A total of 23,000 Bitcoin options contracts expired on March 20 with a put-call ratio of 0.88, a maximum pain point of $70,000, and a combined notional value of $1.6 billion, according to options data relayed by Wu Blockchain from GreeksLive.
The expiry event also included 176,000 Ethereum options contracts, carrying a put-call ratio of 1.04, a max pain level of $2,150, and a notional value of $370 million.
KEY POINTS
- 23,000 BTC options expired March 20 with $1.6 billion in notional value.
- BTC put-call ratio of 0.88 indicates slightly more call than put positioning.
- 176,000 ETH options also expired, with a contrasting put-call ratio of 1.04.

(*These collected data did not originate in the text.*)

//! The notifiable-object capability shared by every entity in the model.
//!
//! Every entity embeds an [`ObjectCore`] holding its identifier, flags,
//! property map, notification settings and a lazily allocated notifier.
//! [`ChemObject`] exposes all of that through provided methods, so a concrete
//! type only has to hand out its core.
//!
//! Entities are always created inside an `Rc` by their constructors. The core
//! keeps a `Weak` back-reference to that allocation, which is what a change
//! event is stamped with.

use std::any::Any;
use std::cell::{Cell, RefCell};
use std::collections::HashMap;
use std::fmt;
use std::rc::{Rc, Weak};

use tracing::trace;

use super::types::{Flag, Flags};
use crate::notify::{ChangeEvent, ChangeListener, Notifier, NotifyConfig};

/// State common to every chemical object.
pub struct ObjectCore {
    this: Weak<dyn ChemObject>,
    config: Cell<NotifyConfig>,
    notifier: RefCell<Option<Notifier>>,
    id: RefCell<Option<String>>,
    flags: Cell<Flags>,
    properties: RefCell<HashMap<String, Rc<dyn Any>>>,
}

impl ObjectCore {
    pub(crate) fn new(this: Weak<dyn ChemObject>) -> Self {
        Self {
            this,
            config: Cell::new(NotifyConfig::default()),
            notifier: RefCell::new(None),
            id: RefCell::new(None),
            flags: Cell::new(Flags::NONE),
            properties: RefCell::new(HashMap::new()),
        }
    }

    /// Copy for a duplicate living at `this`: same data, shared property
    /// values, no notifier.
    pub(crate) fn duplicate(&self, this: Weak<dyn ChemObject>) -> Self {
        Self {
            this,
            config: Cell::new(self.config.get()),
            notifier: RefCell::new(None),
            id: RefCell::new(self.id.borrow().clone()),
            flags: Cell::new(self.flags.get()),
            properties: RefCell::new(
                self.properties
                    .borrow()
                    .iter()
                    .map(|(key, value)| (key.clone(), Rc::clone(value)))
                    .collect(),
            ),
        }
    }

    fn add_listener(&self, listener: Weak<dyn ChangeListener>) {
        if !self.config.get().enabled {
            trace!("notifications disabled, listener ignored");
            return;
        }
        let mut slot = self.notifier.borrow_mut();
        let notifier = slot.get_or_insert_with(|| Notifier::new(self.this.clone()));
        if notifier.add(listener) {
            trace!(listeners = notifier.len(), "listener registered");
        }
    }

    fn remove_listener(&self, listener: Weak<dyn ChangeListener>) {
        if let Some(notifier) = self.notifier.borrow_mut().as_mut() {
            if notifier.remove(&listener) {
                trace!(listeners = notifier.len(), "listener removed");
            }
        }
    }

    fn listener_count(&self) -> usize {
        if !self.config.get().enabled {
            return 0;
        }
        self.notifier.borrow().as_ref().map_or(0, Notifier::len)
    }

    fn live_listeners(&self) -> Vec<Rc<dyn ChangeListener>> {
        if !self.config.get().enabled {
            return Vec::new();
        }
        self.notifier
            .borrow_mut()
            .as_mut()
            .map(Notifier::snapshot)
            .unwrap_or_default()
    }

    fn notify_changed(&self) {
        let listeners = self.live_listeners();
        if listeners.is_empty() {
            return;
        }
        let event = self.notifier.borrow().as_ref().and_then(Notifier::event);
        if let Some(event) = event {
            crate::notify::dispatch(&listeners, &event, self.config.get());
        }
    }

    fn notify_changed_with(&self, event: &ChangeEvent) {
        let listeners = self.live_listeners();
        if listeners.is_empty() {
            return;
        }
        crate::notify::relay(&listeners, event);
    }

    // Registrations made before disabling are kept and come back on re-enable.
    fn set_config(&self, config: NotifyConfig) {
        self.config.set(config);
        trace!(enabled = config.enabled, "notification config changed");
    }
}

impl fmt::Debug for ObjectCore {
    fn fmt(&self, f: &mut fmt::Formatter<'_>) -> fmt::Result {
        let mut keys: Vec<String> = self.properties.borrow().keys().cloned().collect();
        keys.sort();
        f.debug_struct("ObjectCore")
            .field("id", &self.id.borrow())
            .field("flags", &self.flags.get())
            .field("properties", &keys)
            .field("listeners", &self.listener_count())
            .finish()
    }
}

/// A chemical object that can be observed.
///
/// Setters on implementing types mutate and then call
/// [`notify_changed`](ChemObject::notify_changed) unconditionally; there is no
/// dirty checking.
pub trait ChemObject: Any {
    fn core(&self) -> &ObjectCore;

    fn as_any(&self) -> &dyn Any;

    /// Short type name, used in logs and debug output.
    fn kind(&self) -> &'static str;

    /// Registers `listener`. Registering the same listener twice has no effect.
    fn add_listener(&self, listener: Weak<dyn ChangeListener>) {
        self.core().add_listener(listener);
    }

    fn remove_listener(&self, listener: Weak<dyn ChangeListener>) {
        self.core().remove_listener(listener);
    }

    fn listener_count(&self) -> usize {
        self.core().listener_count()
    }

    /// Tells every listener that this object changed.
    fn notify_changed(&self) {
        self.core().notify_changed();
    }

    /// Forwards an event that originated elsewhere without restamping it.
    fn notify_changed_with(&self, event: &ChangeEvent) {
        self.core().notify_changed_with(event);
    }

    fn notify_config(&self) -> NotifyConfig {
        self.core().config.get()
    }

    /// While disabled, new registrations are ignored, nothing is dispatched
    /// and [`listener_count`](ChemObject::listener_count) reports zero.
    /// Existing registrations survive and are live again once re-enabled.
    fn set_notify_config(&self, config: NotifyConfig) {
        self.core().set_config(config);
    }

    fn id(&self) -> Option<String> {
        self.core().id.borrow().clone()
    }

    fn set_id(&self, id: &str) {
        *self.core().id.borrow_mut() = Some(id.to_owned());
        self.notify_changed();
    }

    fn flag(&self, flag: Flag) -> bool {
        self.core().flags.get().contains(flag)
    }

    fn set_flag(&self, flag: Flag, value: bool) {
        let core = self.core();
        core.flags.set(core.flags.get().with(flag, value));
        self.notify_changed();
    }

    fn flags(&self) -> Flags {
        self.core().flags.get()
    }

    fn set_flags(&self, flags: Flags) {
        self.core().flags.set(flags);
        self.notify_changed();
    }

    fn raw_property(&self, key: &str) -> Option<Rc<dyn Any>> {
        self.core().properties.borrow().get(key).cloned()
    }

    fn property<V: Any>(&self, key: &str) -> Option<Rc<V>>
    where
        Self: Sized,
    {
        self.raw_property(key)?.downcast::<V>().ok()
    }

    fn set_raw_property(&self, key: &str, value: Rc<dyn Any>) {
        self.core()
            .properties
            .borrow_mut()
            .insert(key.to_owned(), value);
        self.notify_changed();
    }

    fn set_property<V: Any>(&self, key: &str, value: V)
    where
        Self: Sized,
    {
        self.set_raw_property(key, Rc::new(value));
    }

    fn remove_property(&self, key: &str) {
        self.core().properties.borrow_mut().remove(key);
        self.notify_changed();
    }

    fn properties(&self) -> HashMap<String, Rc<dyn Any>> {
        self.core().properties.borrow().clone()
    }

    /// Replaces the whole property map.
    fn set_properties(&self, properties: HashMap<String, Rc<dyn Any>>) {
        *self.core().properties.borrow_mut() = properties;
        self.notify_changed();
    }
}

/// Copying with a fresh identity.
///
/// The copy carries the same plain data and shares property values, but
/// starts with no listeners. Containers copy their members and rewire
/// connectivity onto the copies.
pub trait Duplicate: ChemObject + Sized {
    fn duplicate(&self) -> Rc<Self>;
}

/// Address of an object, for identity comparisons across trait objects.
pub(crate) fn address<T: ?Sized>(object: &T) -> *const () {
    object as *const T as *const ()
}

macro_rules! chem_object {
    ($ty:ty, $kind:literal) => {
        impl $crate::model::object::ChemObject for $ty {
            fn core(&self) -> &$crate::model::object::ObjectCore {
                &self.core
            }

            fn as_any(&self) -> &dyn ::std::any::Any {
                self
            }

            fn kind(&self) -> &'static str {
                $kind
            }
        }
    };
}

macro_rules! relay_changes {
    ($ty:ty) => {
        impl $crate::notify::ChangeListener for $ty {
            fn on_changed(&self, event: &$crate::notify::ChangeEvent) {
                $crate::model::object::ChemObject::notify_changed_with(self, event);
            }
        }
    };
}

March 20 BTC and ETH Options Expiry Snapshot
The figures originate from a Wu Blockchain Telegram post that cited GreeksLive as the underlying data source. The data should be treated as reported rather than independently confirmed against a primary exchange or clearinghouse dataset.
On the Bitcoin side, the 23,000 expired contracts carried a notional value of $1.6 billion. The put-call ratio came in at 0.88, and the maximum pain point sat at $70,000.
Ethereum’s expiry was larger by contract count at 176,000 options but smaller by dollar value at $370 million notional. ETH’s put-call ratio of 1.04 stood above the neutral 1.0 line, while its max pain settled at $2,150.
The contrast between BTC’s sub-1.0 ratio and ETH’s above-1.0 ratio suggests that traders positioned somewhat differently across the two assets heading into this particular expiry window.
What the 0.88 Put-Call Ratio and $70,000 Max Pain Suggest
Options expiry data often attracts attention from traders looking for directional signals. However, these metrics work as contextual indicators rather than standalone price predictors.
Put-Call Ratio Explained
A put-call ratio measures the volume of put options (bearish bets) relative to call options (bullish bets). When the ratio falls below 1.0, as BTC’s 0.88 did on March 20, it means more call contracts were active than puts in that expiry cohort.
This does not automatically signal bullish momentum. The ratio reflects positioning in a single expiry, not the full options market. Traders may hold offsetting positions across other expiry dates or use options as hedges rather than directional bets.
ETH’s 1.04 ratio, sitting just above the neutral threshold, indicates a roughly balanced split between puts and calls with a marginal tilt toward protective positioning. Broader market developments, such as institutional filings around spot Bitcoin ETFs, can shift options sentiment independently of expiry-day data.
Maximum Pain Point
Max pain refers to the strike price at which the largest number of option holders would lose the most money at expiry. The theory suggests that spot prices sometimes gravitate toward this level as expiry approaches, though the effect is debated among analysts.
For the March 20 BTC expiry, the $70,000 max pain level represented the theoretical point of maximum aggregate loss for option holders. Whether spot price activity around expiry aligned with this level would require separate confirmation from exchange trading data.
Large expiry events can sometimes coincide with short-term volatility as hedging positions are unwound. The $1.6 billion notional value for BTC alone represents a meaningful amount of open interest rolling off, though the actual market impact depends on how much of that exposure was already delta-hedged.
Context for the Numbers
Options expiry events occur regularly on crypto derivatives platforms, with major monthly and quarterly expiries drawing the most attention. The March 20 data point fits within this recurring cycle.
Traders tracking options flows alongside developments like shifts in exchange operations or expanding prediction market infrastructure may find the put-call ratio useful as one input among many, not as a definitive signal.
The available data does not support claims about direct price impact following this expiry. Readers interpreting these figures should note that the numbers were relayed from a secondary source and that independent verification from the original GreeksLive post or an official options venue was not available at the time of publication.
Disclaimer: This article is for informational purposes only and does not constitute financial or investment advice. Cryptocurrency and digital asset markets carry significant risk. Always do your own research before making decisions.